THE TASK:
Beneath this instruction is a block of data; output from it exactly the lines that run from the one containing "duplicate email error." through the one containing "fn from(err: serde_json::Error)", inclusive.

DATA FOR THE TASK:
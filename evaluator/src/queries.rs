//! Parser for the query file: repeated groups of three non-blank lines
//! (category, clue, expected answer) separated by blank lines. Control
//! characters are stripped from every line before use.

use anyhow::{bail, Result};
use lazy_static::lazy_static;
use regex::Regex;
use std::io::BufRead;

lazy_static! {
    static ref CONTROL: Regex = Regex::new(r"\p{Cc}").expect("valid regex");
}

#[derive(Debug, Clone, PartialEq)]
pub struct ClueQuery {
    pub category: String,
    pub clue: String,
    pub answer: String,
}

pub fn parse_reader<R: BufRead>(reader: R) -> Result<Vec<ClueQuery>> {
    let mut queries = Vec::new();
    let mut group: Vec<String> = Vec::new();

    for line in reader.lines() {
        let line = line?;
        let clean = CONTROL.replace_all(&line, "").into_owned();
        if clean.trim().is_empty() {
            continue;
        }
        group.push(clean);
        if group.len() == 3 {
            let mut it = group.drain(..);
            queries.push(ClueQuery {
                category: it.next().unwrap_or_default(),
                clue: it.next().unwrap_or_default(),
                answer: it.next().unwrap_or_default(),
            });
        }
    }

    if !group.is_empty() {
        bail!("query file truncated: {} trailing line(s)", group.len());
    }
    Ok(queries)
}

#[cfg(test)]
mod tests {
    use super::*;
    use std::io::Cursor;

    #[test]
    fn parses_groups_of_three() {
        let input = "NEWSPAPERS\nThis paper is American.\nWashington Post\n\n\
                     CITIES\nCapital of Massachusetts.\nBoston\n\n";
        let queries = parse_reader(Cursor::new(input)).unwrap();
        assert_eq!(queries.len(), 2);
        assert_eq!(queries[0].category, "NEWSPAPERS");
        assert_eq!(queries[0].clue, "This paper is American.");
        assert_eq!(queries[1].answer, "Boston");
    }

    #[test]
    fn strips_control_characters() {
        let input = "CAT\u{1}EGORY\nclue\u{7} text\nanswer\n\n";
        let queries = parse_reader(Cursor::new(input)).unwrap();
        assert_eq!(queries[0].category, "CATEGORY");
        assert_eq!(queries[0].clue, "clue text");
    }

    #[test]
    fn missing_trailing_separator_is_fine() {
        let input = "CAT\nclue\nanswer";
        let queries = parse_reader(Cursor::new(input)).unwrap();
        assert_eq!(queries.len(), 1);
    }

    #[test]
    fn truncated_group_is_an_error() {
        let input = "CAT\nclue without answer\n";
        assert!(parse_reader(Cursor::new(input)).is_err());
    }

    #[test]
    fn empty_file_yields_no_queries() {
        let queries = parse_reader(Cursor::new("\n\n")).unwrap();
        assert!(queries.is_empty());
    }
}
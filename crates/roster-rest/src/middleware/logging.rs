//! Request logging middleware.

use axum::{body::Body, http::Request, middleware::Next, response::Response};
use std::time::Instant;
use tracing::{info, warn};

/// Logs method, path, status and latency of every request.
pub async fn logging_middleware(request: Request<Body>, next: Next) -> Response {
    let method = request.method().clone();
    let uri = request.uri().clone();
    let start = Instant::now();

    let response = next.run(request).await;

    let duration = start.elapsed();
    let status = response.status();

    if status.is_server_error() {
        warn!(
            target: "http",
            method = %method,
            uri = %uri,
            status = %status.as_u16(),
            duration_ms = %duration.as_millis(),
            "HTTP request failed"
        );
    } else {
        info!(
            target: "http",
            method = %method,
            uri = %uri,
            status = %status.as_u16(),
            duration_ms = %duration.as_millis(),
            "HTTP request completed"
        );
    }

    response
}
//! User entity.

use super::{Email, UserStatus};
use crate::{RosterError, RosterResult, UserId};
use chrono::{DateTime, Duration, SubsecRound, Utc};
use serde::{Deserialize, Serialize};

/// Youngest accepted age.
pub const MIN_AGE: u8 = 1;

/// Oldest accepted age.
pub const MAX_AGE: u8 = 120;

/// Current time at the precision every store can round-trip (microseconds).
#[must_use]
pub fn now() -> DateTime<Utc> {
    Utc::now().trunc_subsecs(6)
}

/// Next `updated_at` value for a record last touched at `previous`.
///
/// Always strictly greater than `previous`, even when the clock has not
/// advanced past it.
#[must_use]
pub fn next_update_timestamp(previous: DateTime<Utc>, now: DateTime<Utc>) -> DateTime<Utc> {
    let floor = previous.trunc_subsecs(6) + Duration::microseconds(1);
    now.trunc_subsecs(6).max(floor)
}

/// A stored user record.
#[derive(Debug, Clone, PartialEq, Eq, Serialize, Deserialize)]
pub struct User {
    /// Store-assigned identifier.
    pub id: UserId,

    /// Display name, never blank.
    pub name: String,

    /// Email address, unique among active users.
    pub email: Email,

    /// Age in years.
    pub age: u8,

    /// Soft-delete discriminant.
    pub status: UserStatus,

    /// Creation timestamp.
    pub created_at: DateTime<Utc>,

    /// Last update timestamp.
    pub updated_at: DateTime<Utc>,

    /// Set together with `status == Deleted`.
    #[serde(default, skip_serializing_if = "Option::is_none")]
    pub deleted_at: Option<DateTime<Utc>>,
}

impl User {
    /// Materializes a freshly inserted record.
    #[must_use]
    pub fn from_new(id: UserId, new_user: NewUser, created_at: DateTime<Utc>) -> Self {
        Self {
            id,
            name: new_user.name,
            email: new_user.email,
            age: new_user.age,
            status: UserStatus::Active,
            created_at,
            updated_at: created_at,
            deleted_at: None,
        }
    }

    /// Checks if the user is active (not soft-deleted).
    #[must_use]
    pub const fn is_active(&self) -> bool {
        self.status.is_active()
    }

    /// Applies the provided fields of a patch and refreshes `updated_at`.
    pub fn apply(&mut self, patch: UserPatch, now: DateTime<Utc>) {
        if let Some(name) = patch.name {
            self.name = name;
        }
        if let Some(email) = patch.email {
            self.email = email;
        }
        if let Some(age) = patch.age {
            self.age = age;
        }
        self.updated_at = next_update_timestamp(self.updated_at, now);
    }

    /// Soft-deletes the record.
    pub fn mark_deleted(&mut self, now: DateTime<Utc>) {
        let at = next_update_timestamp(self.updated_at, now);
        self.status = UserStatus::Deleted;
        self.deleted_at = Some(at);
        self.updated_at = at;
    }
}

/// Validated input for creating a user.
#[derive(Debug, Clone, PartialEq, Eq)]
pub struct NewUser {
    pub name: String,
    pub email: Email,
    pub age: u8,
}

impl NewUser {
    /// Builds a new user input, rejecting a blank name or an out-of-range age.
    pub fn new(name: impl Into<String>, email: Email, age: u8) -> RosterResult<Self> {
        let name = name.into();
        validate_name(&name)?;
        validate_age(age)?;
        Ok(Self { name, email, age })
    }
}

/// Partial update; `None` leaves the field unchanged.
#[derive(Debug, Clone, Default, PartialEq, Eq)]
pub struct UserPatch {
    pub name: Option<String>,
    pub email: Option<Email>,
    pub age: Option<u8>,
}

impl UserPatch {
    /// Builds a patch, validating only the provided fields.
    pub fn new(name: Option<String>, email: Option<Email>, age: Option<u8>) -> RosterResult<Self> {
        if let Some(name) = &name {
            validate_name(name)?;
        }
        if let Some(age) = age {
            validate_age(age)?;
        }
        Ok(Self { name, email, age })
    }

    /// Patch that only renames.
    #[must_use]
    pub fn name(name: impl Into<String>) -> Self {
        Self {
            name: Some(name.into()),
            ..Self::default()
        }
    }
}

fn validate_name(name: &str) -> RosterResult<()> {
    if name.trim().is_empty() {
        return Err(RosterError::validation("name: Name is required"));
    }
    Ok(())
}

fn validate_age(age: u8) -> RosterResult<()> {
    if !(MIN_AGE..=MAX_AGE).contains(&age) {
        return Err(RosterError::validation(format!(
            "age: Age must be between {MIN_AGE} and {MAX_AGE}"
        )));
    }
    Ok(())
}
//! REST API controllers.

pub mod health_controller;
pub mod user_controller;

pub use health_controller::HealthResponse;
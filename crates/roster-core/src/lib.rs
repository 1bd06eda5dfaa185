//! # Roster Core
//!
//! Core types, domain model, and error definitions for Roster.
//! Every other crate in the workspace builds on the abstractions here.

pub mod domain;
pub mod error;
pub mod id;
pub mod result;
pub mod validation;

pub use domain::*;
pub use error::*;
pub use id::*;
pub use result::*;
pub use validation::*;
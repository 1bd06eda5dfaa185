//! Row mapping shared by the SQL stores.

use chrono::{DateTime, Utc};
use roster_core::{Email, RosterError, User, UserId, UserStatus};
use sqlx::FromRow;

pub(crate) const USER_COLUMNS: &str =
    "id, name, email, age, status, created_at, updated_at, deleted_at";

/// Database row representation of a user.
#[derive(Debug, FromRow)]
pub(crate) struct UserRow {
    id: i64,
    name: String,
    email: String,
    age: i32,
    status: String,
    created_at: DateTime<Utc>,
    updated_at: DateTime<Utc>,
    deleted_at: Option<DateTime<Utc>>,
}

impl TryFrom<UserRow> for User {
    type Error = RosterError;

    fn try_from(row: UserRow) -> Result<Self, Self::Error> {
        let status = UserStatus::parse(&row.status)
            .ok_or_else(|| RosterError::Database(format!("Unknown user status: {}", row.status)))?;
        let age = u8::try_from(row.age)
            .map_err(|_| RosterError::Database(format!("Age out of range: {}", row.age)))?;

        Ok(User {
            id: UserId(row.id),
            name: row.name,
            email: Email::new_unchecked(row.email),
            age,
            status,
            created_at: row.created_at,
            updated_at: row.updated_at,
            deleted_at: row.deleted_at,
        })
    }
}

pub(crate) fn into_users(rows: Vec<UserRow>) -> Result<Vec<User>, RosterError> {
    rows.into_iter().map(User::try_from).collect()
}

/// Maps a write error, turning unique violations into `DuplicateEmail`.
pub(crate) fn map_write_error(err: sqlx::Error, email: &Email) -> RosterError {
    match &err {
        sqlx::Error::Database(db_err) if db_err.is_unique_violation() => {
            RosterError::duplicate_email(email.as_str())
        }
        _ => RosterError::from(err),
    }
}
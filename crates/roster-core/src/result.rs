//! Result type aliases for Roster.

use crate::RosterError;

/// A specialized `Result` type for Roster operations.
pub type RosterResult<T> = Result<T, RosterError>;
//! HTTP middleware.

mod logging;

pub use logging::*;
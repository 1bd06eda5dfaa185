//! User status value object.

use serde::{Deserialize, Serialize};
use std::fmt;

/// Lifecycle status of a user record.
///
/// Deletion is soft: a deleted record stays in storage with this status.
#[derive(Debug, Clone, Copy, PartialEq, Eq, Hash, Serialize, Deserialize, Default)]
#[cfg_attr(feature = "openapi", derive(utoipa::ToSchema))]
#[serde(rename_all = "snake_case")]
pub enum UserStatus {
    /// Visible to reads and holds its email.
    #[default]
    Active,
    /// Soft-deleted.
    Deleted,
}

impl UserStatus {
    /// Checks if the record is active.
    #[must_use]
    pub const fn is_active(&self) -> bool {
        matches!(self, Self::Active)
    }

    /// Storage representation.
    #[must_use]
    pub const fn as_str(&self) -> &'static str {
        match self {
            Self::Active => "active",
            Self::Deleted => "deleted",
        }
    }

    /// Parses the storage representation.
    #[must_use]
    pub fn parse(value: &str) -> Option<Self> {
        match value {
            "active" => Some(Self::Active),
            "deleted" => Some(Self::Deleted),
            _ => None,
        }
    }
}

impl fmt::Display for UserStatus {
    fn fmt(&self, f: &mut fmt::Formatter<'_>) -> fmt::Result {
        f.write_str(self.as_str())
    }
}

#[cfg(test)]
mod tests {
    use super::*;

    #[test]
    fn test_status_default_is_active() {
        assert_eq!(UserStatus::default(), UserStatus::Active);
        assert!(UserStatus::Active.is_active());
        assert!(!UserStatus::Deleted.is_active());
    }

    #[test]
    fn test_status_parse_matches_display() {
        for status in [UserStatus::Active, UserStatus::Deleted] {
            assert_eq!(UserStatus::parse(&status.to_string()), Some(status));
        }
        assert_eq!(UserStatus::parse("suspended"), None);
    }

    #[test]
    fn test_status_serialization() {
        let json = serde_json::to_string(&UserStatus::Deleted).unwrap();
        assert_eq!(json, "\"deleted\"");
    }
}
//! User-related DTOs.

use chrono::{DateTime, Utc};
use roster_core::rules::not_blank;
use roster_core::{Email, NewUser, RosterError, User, UserId, UserPatch, ValidateExt};
use serde::{Deserialize, Serialize};
use utoipa::ToSchema;
use validator::Validate;

/// Request to create a new user.
#[derive(Debug, Clone, Serialize, Deserialize, Validate, ToSchema)]
pub struct CreateUserRequest {
    #[validate(custom(function = "not_blank", message = "Name is required"))]
    pub name: String,

    #[validate(email(message = "Invalid email address"))]
    pub email: String,

    #[validate(range(min = 1, max = 120, message = "Age must be between 1 and 120"))]
    pub age: i64,
}

/// Request to update a user. Omitted fields stay unchanged.
#[derive(Debug, Clone, Default, Serialize, Deserialize, Validate, ToSchema)]
pub struct UpdateUserRequest {
    #[validate(custom(function = "not_blank", message = "Name cannot be blank"))]
    pub name: Option<String>,

    #[validate(email(message = "Invalid email address"))]
    pub email: Option<String>,

    #[validate(range(min = 1, max = 120, message = "Age must be between 1 and 120"))]
    pub age: Option<i64>,
}

fn parse_email(email: String) -> Result<Email, RosterError> {
    Email::new(email).map_err(|e| RosterError::validation(format!("email: {}", e)))
}

fn parse_age(age: i64) -> Result<u8, RosterError> {
    u8::try_from(age)
        .map_err(|_| RosterError::validation("age: Age must be between 1 and 120"))
}

impl TryFrom<CreateUserRequest> for NewUser {
    type Error = RosterError;

    fn try_from(request: CreateUserRequest) -> Result<Self, Self::Error> {
        request.validate_request()?;
        NewUser::new(request.name, parse_email(request.email)?, parse_age(request.age)?)
    }
}

impl TryFrom<UpdateUserRequest> for UserPatch {
    type Error = RosterError;

    fn try_from(request: UpdateUserRequest) -> Result<Self, Self::Error> {
        request.validate_request()?;
        UserPatch::new(
            request.name,
            request.email.map(parse_email).transpose()?,
            request.age.map(parse_age).transpose()?,
        )
    }
}

/// User response DTO.
#[derive(Debug, Clone, PartialEq, Eq, Serialize, Deserialize, ToSchema)]
pub struct UserResponse {
    pub id: UserId,
    pub name: String,
    pub email: String,
    pub age: u8,
    pub created_at: DateTime<Utc>,
    pub updated_at: DateTime<Utc>,
}

impl From<User> for UserResponse {
    fn from(user: User) -> Self {
        Self {
            id: user.id,
            name: user.name,
            email: user.email.into(),
            age: user.age,
            created_at: user.created_at,
            updated_at: user.updated_at,
        }
    }
}
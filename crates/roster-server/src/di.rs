//! Dependency wiring.
//!
//! Picks the store and cache backends named in [`AppConfig`] and injects
//! them into the user service through its constructor.

use roster_config::{AppConfig, CacheConfig, CacheKind, DatabaseConfig, DatabaseKind};
use roster_core::RosterResult;
use roster_repository::{
    connect_postgres, connect_sqlite, InMemoryUserStore, PostgresUserStore, SqliteUserStore,
    UserStore,
};
use roster_service::{
    CacheInterface, InMemoryCache, NoopCache, RedisCacheService, UserService, UserServiceImpl,
};
use std::sync::Arc;
use tracing::info;

/// Connects the configured store and brings its schema up to date.
pub async fn build_store(config: &DatabaseConfig) -> RosterResult<Arc<dyn UserStore>> {
    let store: Arc<dyn UserStore> = match config.kind {
        DatabaseKind::Postgres => {
            let pool = connect_postgres(config).await?;
            Arc::new(PostgresUserStore::new(pool))
        }
        DatabaseKind::Sqlite => {
            let pool = connect_sqlite(config).await?;
            Arc::new(SqliteUserStore::new(pool))
        }
        DatabaseKind::Memory => Arc::new(InMemoryUserStore::new()),
    };

    store.run_migrations().await?;
    info!("User store ready ({})", store.backend_name());
    Ok(store)
}

/// Builds the configured cache backend.
pub fn build_cache(config: &CacheConfig) -> RosterResult<Arc<dyn CacheInterface>> {
    let cache: Arc<dyn CacheInterface> = match config.kind {
        CacheKind::Redis => Arc::new(RedisCacheService::from_url(&config.url, config.pool_size)?),
        CacheKind::Memory => Arc::new(InMemoryCache::new(config.max_capacity)),
        CacheKind::None => Arc::new(NoopCache),
    };

    info!(
        "Cache ready ({}, enabled: {})",
        cache.backend_name(),
        cache.is_enabled()
    );
    Ok(cache)
}

/// Builds the user service over an already-built store and cache.
pub fn build_user_service(
    store: Arc<dyn UserStore>,
    cache: Arc<dyn CacheInterface>,
    config: &CacheConfig,
) -> Arc<dyn UserService> {
    Arc::new(UserServiceImpl::with_ttl(store, cache, config.ttl()))
}

/// Wires the user service and its backends from configuration.
pub async fn build_app_service(config: &AppConfig) -> RosterResult<Arc<dyn UserService>> {
    let store = build_store(&config.database).await?;
    let cache = build_cache(&config.cache)?;
    Ok(build_user_service(store, cache, &config.cache))
}

#[cfg(test)]
mod tests {
    use super::*;
    use roster_core::{Email, NewUser};

    fn memory_config() -> AppConfig {
        let mut config = AppConfig::default();
        config.database.kind = DatabaseKind::Memory;
        config.cache.kind = CacheKind::Memory;
        config
    }

    #[tokio::test]
    async fn test_build_app_service_in_memory() {
        let config = memory_config();
        assert_eq!(build_store(&config.database).await.unwrap().backend_name(), "memory");
        assert_eq!(build_cache(&config.cache).unwrap().backend_name(), "memory");

        let user_service = build_app_service(&config).await.unwrap();
        let new_user = NewUser::new("Ann", Email::new("ann@x.com").unwrap(), 30).unwrap();
        let user = user_service.create_user(new_user).await.unwrap();
        assert_eq!(user_service.get_user(user.id).await.unwrap(), user);
    }

    #[tokio::test]
    async fn test_build_store_sqlite_in_memory() {
        let mut config = memory_config();
        config.database.kind = DatabaseKind::Sqlite;
        config.database.path = ":memory:".to_string();

        let store = build_store(&config.database).await.unwrap();
        assert_eq!(store.backend_name(), "sqlite");
        assert!(store.list().await.unwrap().is_empty());
    }

    #[test]
    fn test_build_cache_variants() {
        let mut config = CacheConfig::default();

        config.kind = CacheKind::None;
        assert!(!build_cache(&config).unwrap().is_enabled());

        config.kind = CacheKind::Memory;
        assert!(build_cache(&config).unwrap().is_enabled());
    }

    #[tokio::test]
    async fn test_build_cache_redis_is_lazy() {
        let config = CacheConfig {
            kind: CacheKind::Redis,
            url: "redis://127.0.0.1:1".to_string(),
            ..CacheConfig::default()
        };
        assert_eq!(build_cache(&config).unwrap().backend_name(), "redis");
    }
}
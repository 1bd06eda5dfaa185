//! Unified error types for all layers of the application.

use serde::{Deserialize, Serialize};
use std::fmt::Debug;
use thiserror::Error;

/// Unified error type for Roster.
///
/// Store and cache failures travel up through the service layer as these
/// variants; only the REST layer turns them into status codes.
#[derive(Error, Debug)]
pub enum RosterError {
    // ============ Domain Errors ============
    /// Resource not found (absent or soft-deleted)
    #[error("Resource not found: {resource_type} with id {id}")]
    NotFound {
        resource_type: &'static str,
        id: String,
    },

    /// Email already held by another active user
    #[error("Email already in use: {0}")]
    DuplicateEmail(String),

    /// Validation error
    #[error("Validation error: {0}")]
    Validation(String),

    // ============ Infrastructure Errors ============
    /// Database error
    #[error("Database error: {0}")]
    Database(String),

    /// Cache backend or cache codec error
    #[error("Cache error: {0}")]
    Cache(String),

    /// Configuration error
    #[error("Configuration error: {0}")]
    Configuration(String),

    // ============ Internal Errors ============
    /// Internal error
    #[error("Internal error: {0}")]
    Internal(String),

    /// Generic error wrapper
    #[error(transparent)]
    Other(#[from] anyhow::Error),
}

impl RosterError {
    /// Returns the HTTP status code for this error.
    #[must_use]
    pub const fn status_code(&self) -> u16 {
        match self {
            Self::NotFound { .. } => 404,
            Self::Validation(_) => 400,
            Self::DuplicateEmail(_) => 409,
            Self::Database(_)
            | Self::Cache(_)
            | Self::Configuration(_)
            | Self::Internal(_)
            | Self::Other(_) => 500,
        }
    }

    /// Returns a machine-readable error code.
    #[must_use]
    pub const fn error_code(&self) -> &'static str {
        match self {
            Self::NotFound { .. } => "NOT_FOUND",
            Self::DuplicateEmail(_) => "DUPLICATE_EMAIL",
            Self::Validation(_) => "VALIDATION_ERROR",
            Self::Database(_) => "DATABASE_ERROR",
            Self::Cache(_) => "CACHE_ERROR",
            Self::Configuration(_) => "CONFIGURATION_ERROR",
            Self::Internal(_) | Self::Other(_) => "INTERNAL_ERROR",
        }
    }

    /// Creates a not found error for a resource.
    #[must_use]
    pub fn not_found<T: ToString>(resource_type: &'static str, id: T) -> Self {
        Self::NotFound {
            resource_type,
            id: id.to_string(),
        }
    }

    /// Creates a duplicate email error.
    #[must_use]
    pub fn duplicate_email<T: Into<String>>(email: T) -> Self {
        Self::DuplicateEmail(email.into())
    }

    /// Creates a validation error.
    #[must_use]
    pub fn validation<T: Into<String>>(message: T) -> Self {
        Self::Validation(message.into())
    }

    /// Creates a cache error.
    #[must_use]
    pub fn cache<T: Into<String>>(message: T) -> Self {
        Self::Cache(message.into())
    }

    /// Creates an internal error.
    #[must_use]
    pub fn internal<T: Into<String>>(message: T) -> Self {
        Self::Internal(message.into())
    }

    /// Checks if this error came from the cache layer.
    #[must_use]
    pub const fn is_cache_error(&self) -> bool {
        matches!(self, Self::Cache(_))
    }

    /// Checks if this is a not found error.
    #[must_use]
    pub const fn is_not_found(&self) -> bool {
        matches!(self, Self::NotFound { .. })
    }
}

#[cfg(feature = "sqlx")]
impl From<sqlx::Error> for RosterError {
    fn from(err: sqlx::Error) -> Self {
        match &err {
            sqlx::Error::RowNotFound => Self::NotFound {
                resource_type: "database_row",
                id: "unknown".to_string(),
            },
            sqlx::Error::Database(db_err) if db_err.is_unique_violation() => {
                Self::DuplicateEmail(db_err.message().to_string())
            }
            _ => Self::Database(err.to_string()),
        }
    }
}

impl From<serde_json::Error> for RosterError {
    fn from(err: serde_json::Error) -> Self {
        Self::Cache(format!("JSON codec error: {}", err))
    }
}

/// Serializable error response for API responses.
#[derive(Debug, Clone, Serialize, Deserialize)]
#[cfg_attr(feature = "openapi", derive(utoipa::ToSchema))]
pub struct ErrorResponse {
    /// Machine-readable error code
    pub code: String,
    /// Human-readable error message
    pub message: String,
    /// Optional field-level errors for validation
    #[serde(skip_serializing_if = "Option::is_none")]
    pub details: Option<Vec<FieldError>>,
}

/// Field-level validation error.
#[derive(Debug, Clone, Serialize, Deserialize)]
#[cfg_attr(feature = "openapi", derive(utoipa::ToSchema))]
pub struct FieldError {
    /// Field name
    pub field: String,
    /// Error message
    pub message: String,
    /// Error code
    pub code: String,
}

impl ErrorResponse {
    /// Creates a new error response from a `RosterError`.
    #[must_use]
    pub fn from_error(error: &RosterError) -> Self {
        Self {
            code: error.error_code().to_string(),
            message: error.to_string(),
            details: None,
        }
    }

    /// Sets field-level validation errors.
    #[must_use]
    pub fn with_details(mut self, details: Vec<FieldError>) -> Self {
        self.details = Some(details);
        self
    }
}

RESULT OF THE EXERCISE:
    /// Creates a duplicate email error.
    #[must_use]
    pub fn duplicate_email<T: Into<String>>(email: T) -> Self {
        Self::DuplicateEmail(email.into())
    }

    /// Creates a validation error.
    #[must_use]
    pub fn validation<T: Into<String>>(message: T) -> Self {
        Self::Validation(message.into())
    }

    /// Creates a cache error.
    #[must_use]
    pub fn cache<T: Into<String>>(message: T) -> Self {
        Self::Cache(message.into())
    }

    /// Creates an internal error.
    #[must_use]
    pub fn internal<T: Into<String>>(message: T) -> Self {
        Self::Internal(message.into())
    }

    /// Checks if this error came from the cache layer.
    #[must_use]
    pub const fn is_cache_error(&self) -> bool {
        matches!(self, Self::Cache(_))
    }

    /// Checks if this is a not found error.
    #[must_use]
    pub const fn is_not_found(&self) -> bool {
        matches!(self, Self::NotFound { .. })
    }
}

#[cfg(feature = "sqlx")]
impl From<sqlx::Error> for RosterError {
    fn from(err: sqlx::Error) -> Self {
        match &err {
            sqlx::Error::RowNotFound => Self::NotFound {
                resource_type: "database_row",
                id: "unknown".to_string(),
            },
            sqlx::Error::Database(db_err) if db_err.is_unique_violation() => {
                Self::DuplicateEmail(db_err.message().to_string())
            }
            _ => Self::Database(err.to_string()),
        }
    }
}

impl From<serde_json::Error> for RosterError {
    fn from(err: serde_json::Error) -> Self {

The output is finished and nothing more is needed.